OK . Shall update soon. Thanks


----------



## Superayush (Oct 25, 2014)

kiranjoshi7 said:


> Dear friends,
> I need in ear headphone for moto G:
> * Budget around Rs 5k.
> * Microphone must.
> ...



Vsonic GR06. (Microphone absent though)


----------



## kiranjoshi7 (Oct 26, 2014)

Hi.
Its so sad that even up to Rs 10k, good in ear headset with microphone and volume control compatible with android phone doesn't exist.
I envy apple people.


----------



## gemangel (Oct 26, 2014)

Try out a demo Bose® MIE2 mobile headset in bose showroomView attachment 14917


----------



## kunalgujarathi (Oct 26, 2014)

Mi Piston is really great.
Sound quality way better than ES18 and with burn in matches E10


----------



## kiranjoshi7 (Oct 26, 2014)

Hows sony xb70AP?
Any experience?


----------



## tkin (Oct 26, 2014)

Pistons do not work with Moto G, the buttons do not work properly, only the call button works, no volume control. Just a heads up.


----------



## kiranjoshi7 (Oct 26, 2014)

Any info for Sony?


----------



## Cyberghost (Oct 26, 2014)

For sony buy sony xb90ex it has enhanced bass, gud sound


----------



## kiranjoshi7 (Oct 27, 2014)

Xb 90ex is not available on line anywhere


----------



## gemangel (Oct 27, 2014)

kiranjoshi7 said:


> Hows sony xb70AP?
> Any experience?




Sony MDR-XB70AP/B with In-Line Mic and Remote Extra Bass (XB) Wired Headset

Metal Heads with Mic support for Android smartphone under 3k is also very good


----------



## kiranjoshi7 (Oct 27, 2014)

Thanks a lot


----------



## $hadow (Oct 28, 2014)

I have moto g and I didn't find either MI pistons or ES 18 to be working with it.


----------



## xtremevicky (Oct 28, 2014)

Get this.

Buy Klipsch Image S4a Android Device Compatible In-Ear Headphone with Mic (Black/Chrome) Online at Low Prices in India - Amazon.in


----------



## kiranjoshi7 (Oct 28, 2014)

Klipsch s4 a already discontinued


----------



## Cyberghost (Oct 28, 2014)

kiranjoshi7 said:


> Klipsch s4 a already discontinued



You can get klipsch image s4 II same sound quality compared to klipsch image s4 but costs more, I own a image s4 it has good sound quality better than sony xb90ex except for bass , image s4 offer only a mild bass


----------



## ratul (Oct 28, 2014)

I am waiting for the Vsonic VSD5 to launch, if you are comfortable for waiting an indefinite period of time and ordering from outside india (lmue, penonaudio), i would suggest you too, or some options:
1. VSonic GR07 BE (Said to be the best earphones to be under $150, even $200, soon to be replaced with VSD7, if their launch date just confirms.)
2. Havi B3 Pro 1 (Need amp to shine, but really good)
3. VSonic VSD3/S (Best in the range, just bad cable quality reviews and straight jack bugs me).
4. Ostry KC06 (Great Sound, Solid build quality)


----------



## kiranjoshi7 (Oct 29, 2014)

Hi.
How is this ?
Beyerdynamic iDX 160 ie.
Quoted price is Rs 7k.
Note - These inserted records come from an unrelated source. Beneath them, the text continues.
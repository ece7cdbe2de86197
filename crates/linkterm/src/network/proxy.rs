//! Proxy dialing for the client role.
//!
//! Relay and tunnel services expose a local SOCKS5 endpoint; corporate
//! networks usually offer an HTTP proxy. Both are reduced to "give me a TCP
//! stream to host:port" so the WebSocket handshake runs unchanged on top.

use std::net::IpAddr;

use base64::engine::general_purpose::STANDARD as BASE64;
use base64::Engine;
use percent_encoding::percent_decode_str;
use thiserror::Error;
use tokio::io::{AsyncRead, AsyncReadExt, AsyncWrite, AsyncWriteExt};
use tokio::net::TcpStream;
use url::Url;

const SOCKS_VERSION: u8 = 0x05;
const SOCKS_AUTH_NONE: u8 = 0x00;
const SOCKS_AUTH_PASSWORD: u8 = 0x02;
const SOCKS_AUTH_UNACCEPTABLE: u8 = 0xFF;
const SOCKS_CMD_CONNECT: u8 = 0x01;
const SOCKS_ATYP_IPV4: u8 = 0x01;
const SOCKS_ATYP_DOMAIN: u8 = 0x03;
const SOCKS_ATYP_IPV6: u8 = 0x04;

const DEFAULT_SOCKS_PORT: u16 = 1080;

/// Longest HTTP CONNECT response head we are willing to buffer.
const MAX_CONNECT_RESPONSE: usize = 8192;

/// Errors that can occur while dialing through a proxy.
#[derive(Error, Debug)]
pub enum ProxyError {
    #[error("invalid proxy URL: {0}")]
    InvalidUrl(String),

    #[error("unsupported proxy scheme: {0} (expected socks5 or http)")]
    UnsupportedScheme(String),

    #[error("SOCKS5 proxy error: {0}")]
    Socks(String),

    #[error("HTTP proxy error: {0}")]
    Http(String),

    #[error("proxy I/O error: {0}")]
    Io(#[from] std::io::Error),
}

/// Username and password for proxy authentication.
#[derive(Debug, Clone, PartialEq, Eq)]
pub struct Credentials {
    pub username: String,
    pub password: String,
}

/// Which protocol the proxy speaks.
#[derive(Debug, Clone, Copy, PartialEq, Eq)]
pub enum ProxyKind {
    Socks5,
    HttpConnect,
}

/// A parsed proxy endpoint.
#[derive(Debug, Clone, PartialEq, Eq)]
pub struct Proxy {
    kind: ProxyKind,
    address: String,
    credentials: Option<Credentials>,
}

impl Proxy {
    /// Parse `socks5://[user:pass@]host:port` or `http://[user:pass@]host:port`.
    pub fn parse(input: &str) -> Result<Self, ProxyError> {
        let url = Url::parse(input).map_err(|e| ProxyError::InvalidUrl(e.to_string()))?;

        let kind = match url.scheme() {
            "socks5" | "socks5h" => ProxyKind::Socks5,
            "http" => ProxyKind::HttpConnect,
            other => return Err(ProxyError::UnsupportedScheme(other.to_string())),
        };

        let host = url
            .host_str()
            .filter(|h| !h.is_empty())
            .ok_or_else(|| ProxyError::InvalidUrl(format!("{} has no host", input)))?;
        let port = url.port_or_known_default().unwrap_or(DEFAULT_SOCKS_PORT);

        let credentials = if url.username().is_empty() {
            None
        } else {
            Some(Credentials {
                username: decode_userinfo(url.username())?,
                password: decode_userinfo(url.password().unwrap_or_default())?,
            })
        };

        Ok(Self {
            kind,
            address: format!("{}:{}", host, port),
            credentials,
        })
    }

    /// The proxy protocol.
    pub fn kind(&self) -> ProxyKind {
        self.kind
    }

    /// `host:port` of the proxy itself.
    pub fn address(&self) -> &str {
        &self.address
    }

    /// Credentials presented to the proxy, if any.
    pub fn credentials(&self) -> Option<&Credentials> {
        self.credentials.as_ref()
    }

    /// Open a TCP stream to `host:port` through the proxy.
    pub async fn connect(&self, host: &str, port: u16) -> Result<TcpStream, ProxyError> {
        let mut stream = TcpStream::connect(&self.address).await?;
        tracing::debug!(proxy = %self.address, target = %host, port, "Connected to proxy");

        match self.kind {
            ProxyKind::Socks5 => {
                socks5_handshake(&mut stream, host, port, self.credentials.as_ref()).await?
            }
            ProxyKind::HttpConnect => {
                http_connect(&mut stream, host, port, self.credentials.as_ref()).await?
            }
        }

        Ok(stream)
    }
}

/// Userinfo arrives percent-encoded; proxies expect the raw text.
fn decode_userinfo(value: &str) -> Result<String, ProxyError> {
    percent_decode_str(value)
        .decode_utf8()
        .map(|decoded| decoded.into_owned())
        .map_err(|e| ProxyError::InvalidUrl(format!("credentials are not valid UTF-8: {}", e)))
}

async fn socks5_handshake<S>(
    stream: &mut S,
    host: &str,
    port: u16,
    credentials: Option<&Credentials>,
) -> Result<(), ProxyError>
where
    S: AsyncRead + AsyncWrite + Unpin,
{
    let greeting: &[u8] = if credentials.is_some() {
        &[SOCKS_VERSION, 2, SOCKS_AUTH_NONE, SOCKS_AUTH_PASSWORD]
    } else {
        &[SOCKS_VERSION, 1, SOCKS_AUTH_NONE]
    };
    stream.write_all(greeting).await?;

    let mut choice = [0u8; 2];
    stream.read_exact(&mut choice).await?;
    if choice[0] != SOCKS_VERSION {
        return Err(ProxyError::Socks(format!(
            "unexpected protocol version {}",
            choice[0]
        )));
    }

    match (choice[1], credentials) {
        (SOCKS_AUTH_NONE, _) => {}
        (SOCKS_AUTH_PASSWORD, Some(creds)) => socks5_authenticate(stream, creds).await?,
        (SOCKS_AUTH_UNACCEPTABLE, _) => {
            return Err(ProxyError::Socks(
                "no acceptable authentication method".to_string(),
            ))
        }
        (method, _) => {
            return Err(ProxyError::Socks(format!(
                "proxy selected unsupported method {:#04x}",
                method
            )))
        }
    }

    let mut request = vec![SOCKS_VERSION, SOCKS_CMD_CONNECT, 0x00];
    match host.parse::<IpAddr>() {
        Ok(IpAddr::V4(ip)) => {
            request.push(SOCKS_ATYP_IPV4);
            request.extend_from_slice(&ip.octets());
        }
        Ok(IpAddr::V6(ip)) => {
            request.push(SOCKS_ATYP_IPV6);
            request.extend_from_slice(&ip.octets());
        }
        Err(_) => {
            let name = host.as_bytes();
            let len = u8::try_from(name.len())
                .map_err(|_| ProxyError::Socks(format!("hostname too long: {}", host)))?;
            request.push(SOCKS_ATYP_DOMAIN);
            request.push(len);
            request.extend_from_slice(name);
        }
    }
    request.extend_from_slice(&port.to_be_bytes());
    stream.write_all(&request).await?;

    let mut reply = [0u8; 4];
    stream.read_exact(&mut reply).await?;
    if reply[1] != 0x00 {
        return Err(ProxyError::Socks(socks5_reply_message(reply[1]).to_string()));
    }

    // Skip the bound address
    let remaining = match reply[3] {
        SOCKS_ATYP_IPV4 => 4 + 2,
        SOCKS_ATYP_IPV6 => 16 + 2,
        SOCKS_ATYP_DOMAIN => {
            let mut len = [0u8; 1];
            stream.read_exact(&mut len).await?;
            len[0] as usize + 2
        }
        other => {
            return Err(ProxyError::Socks(format!(
                "unknown address type {:#04x} in reply",
                other
            )))
        }
    };
    let mut bound = vec![0u8; remaining];
    stream.read_exact(&mut bound).await?;

    Ok(())
}

async fn socks5_authenticate<S>(stream: &mut S, creds: &Credentials) -> Result<(), ProxyError>
where
    S: AsyncRead + AsyncWrite + Unpin,
{
    let user = creds.username.as_bytes();
    let pass = creds.password.as_bytes();
    let user_len = u8::try_from(user.len())
        .map_err(|_| ProxyError::Socks("username too long".to_string()))?;
    let pass_len = u8::try_from(pass.len())
        .map_err(|_| ProxyError::Socks("password too long".to_string()))?;

    let mut request = vec![0x01, user_len];
    request.extend_from_slice(user);
    request.push(pass_len);
    request.extend_from_slice(pass);
    stream.write_all(&request).await?;

    let mut status = [0u8; 2];
    stream.read_exact(&mut status).await?;
    if status[1] != 0x00 {
        return Err(ProxyError::Socks("authentication failed".to_string()));
    }
    Ok(())
}

fn socks5_reply_message(code: u8) -> &'static str {
    match code {
        0x01 => "general SOCKS server failure",
        0x02 => "connection not allowed by ruleset",
        0x03 => "network unreachable",
        0x04 => "host unreachable",
        0x05 => "connection refused",
        0x06 => "TTL expired",
        0x07 => "command not supported",
        0x08 => "address type not supported",
        _ => "unknown failure",
    }
}

async fn http_connect<S>(
    stream: &mut S,
    host: &str,
    port: u16,
    credentials: Option<&Credentials>,
) -> Result<(), ProxyError>
where
    S: AsyncRead + AsyncWrite + Unpin,
{
    let authority = if host.contains(':') {
        format!("[{}]:{}", host, port)
    } else {
        format!("{}:{}", host, port)
    };

    let mut request = format!(
        "CONNECT {authority} HTTP/1.1\r\nHost: {authority}\r\n",
        authority = authority
    );
    if let Some(creds) = credentials {
        let token = BASE64.encode(format!("{}:{}", creds.username, creds.password));
        request.push_str(&format!("Proxy-Authorization: Basic {}\r\n", token));
    }
    request.push_str("\r\n");
    stream.write_all(request.as_bytes()).await?;

    // Read byte by byte so nothing past the response head is consumed
    let mut head = Vec::with_capacity(256);
    let mut byte = [0u8; 1];
    while !head.ends_with(b"\r\n\r\n") {
        if head.len() >= MAX_CONNECT_RESPONSE {
            return Err(ProxyError::Http("response head too large".to_string()));
        }
        let n = stream.read(&mut byte).await?;
        if n == 0 {
            return Err(ProxyError::Http(
                "proxy closed the connection during CONNECT".to_string(),
            ));
        }
        head.push(byte[0]);
    }

    let head = String::from_utf8_lossy(&head);
    let status_line = head.lines().next().unwrap_or_default();
    let status = status_line
        .split_whitespace()
        .nth(1)
        .and_then(|code| code.parse::<u16>().ok())
        .ok_or_else(|| ProxyError::Http(format!("malformed status line: {}", status_line)))?;

    if !(200..300).contains(&status) {
        return Err(ProxyError::Http(format!("CONNECT rejected: {}", status_line)));
    }
    Ok(())
}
It has microphone with in line apple compatible remote.
Regards,


----------



## kiranjoshi7 (Oct 30, 2014)

Hello friends,
Any info?


----------



## Chaitanya (Oct 30, 2014)

Couldn't find any satisfactory reviews for that..


----------



## kiranjoshi7 (Oct 30, 2014)

Oh OK


----------



## Chaitanya (Oct 30, 2014)

*www.digit.in/forum/audio/151895-hisound-audio-golden-crystal-review-crystalline-hush.html


IMO, get a piston v2 for 1k & VSonic(or any other decent set) for 4k that way you can enjoy music peacefully @home & have a mic on commute


----------



## kiranjoshi7 (Oct 30, 2014)

Yes boss. V sonic seems good option. It has ended my confusion.
Kindly give suggestion for my other thread on over the ear headset plz.
Regards.


----------



## sandynator (Oct 30, 2014)

ratul said:


> I am waiting for the Vsonic VSD5 to launch, if you are comfortable for waiting an indefinite period of time and ordering from outside india (lmue, penonaudio), i would suggest you too, or some options:
> 1. VSonic GR07 BE (Said to be the best earphones to be under $150, even $200, soon to be replaced with VSD7, if their launch date just confirms.)
> 2. Havi B3 Pro 1 (Need amp to shine, but really good)
> 3. VSonic VSD3/S (Best in the range, just bad cable quality reviews and straight jack bugs me).
> 4. Ostry KC06 (Great Sound, Solid build quality)




Where is my like button??


----------



## kiranjoshi7 (Oct 30, 2014)

Hi.
Where to source from? How to ship to India? 
I can try to get it from US as one of my relative is likely come from US to India by year end.
Is there any international online seller?
Thx


----------



## Chaitanya (Oct 30, 2014)

Brief Impressions: VSonic GR07 Classic | The Headphone List

I guess classic is what you must be looking for

Also check hifinage.com for prices


----------



## kiranjoshi7 (Oct 30, 2014)

OK sure


----------



## sandynator (Oct 31, 2014)

kiranjoshi7 said:


> Hi.
> Where to source from? How to ship to India?
> I can try to get it from US as one of my relative is likely come from US to India by year end.
> Is there any international online seller?
> Thx



Earphones - Vsonic - Lend Me UR ears

If investing a huge amount in IEM/ headphone then better get good quality source [player as well as files like Wav/ flac or 320 kbps mp3 at least] & amplifiers if needed so you can get best out of these hi end gears


----------



## kiranjoshi7 (Oct 31, 2014)

Ya. I went through site. Seller doesn't take responsibility of custom clearance. How to tackle this?
Has anyone ordered from this site?


----------



## sandynator (Oct 31, 2014)

I had bought from MP4 nation but not lendmeurears..
They are official reseller of Vsonic so warranty is there & I was told that they heavily undervalue their packages so no customs. 
I was about to get VSD3 or havi  B3 pro 1 or OStry KC06 from them but had to postpone it..  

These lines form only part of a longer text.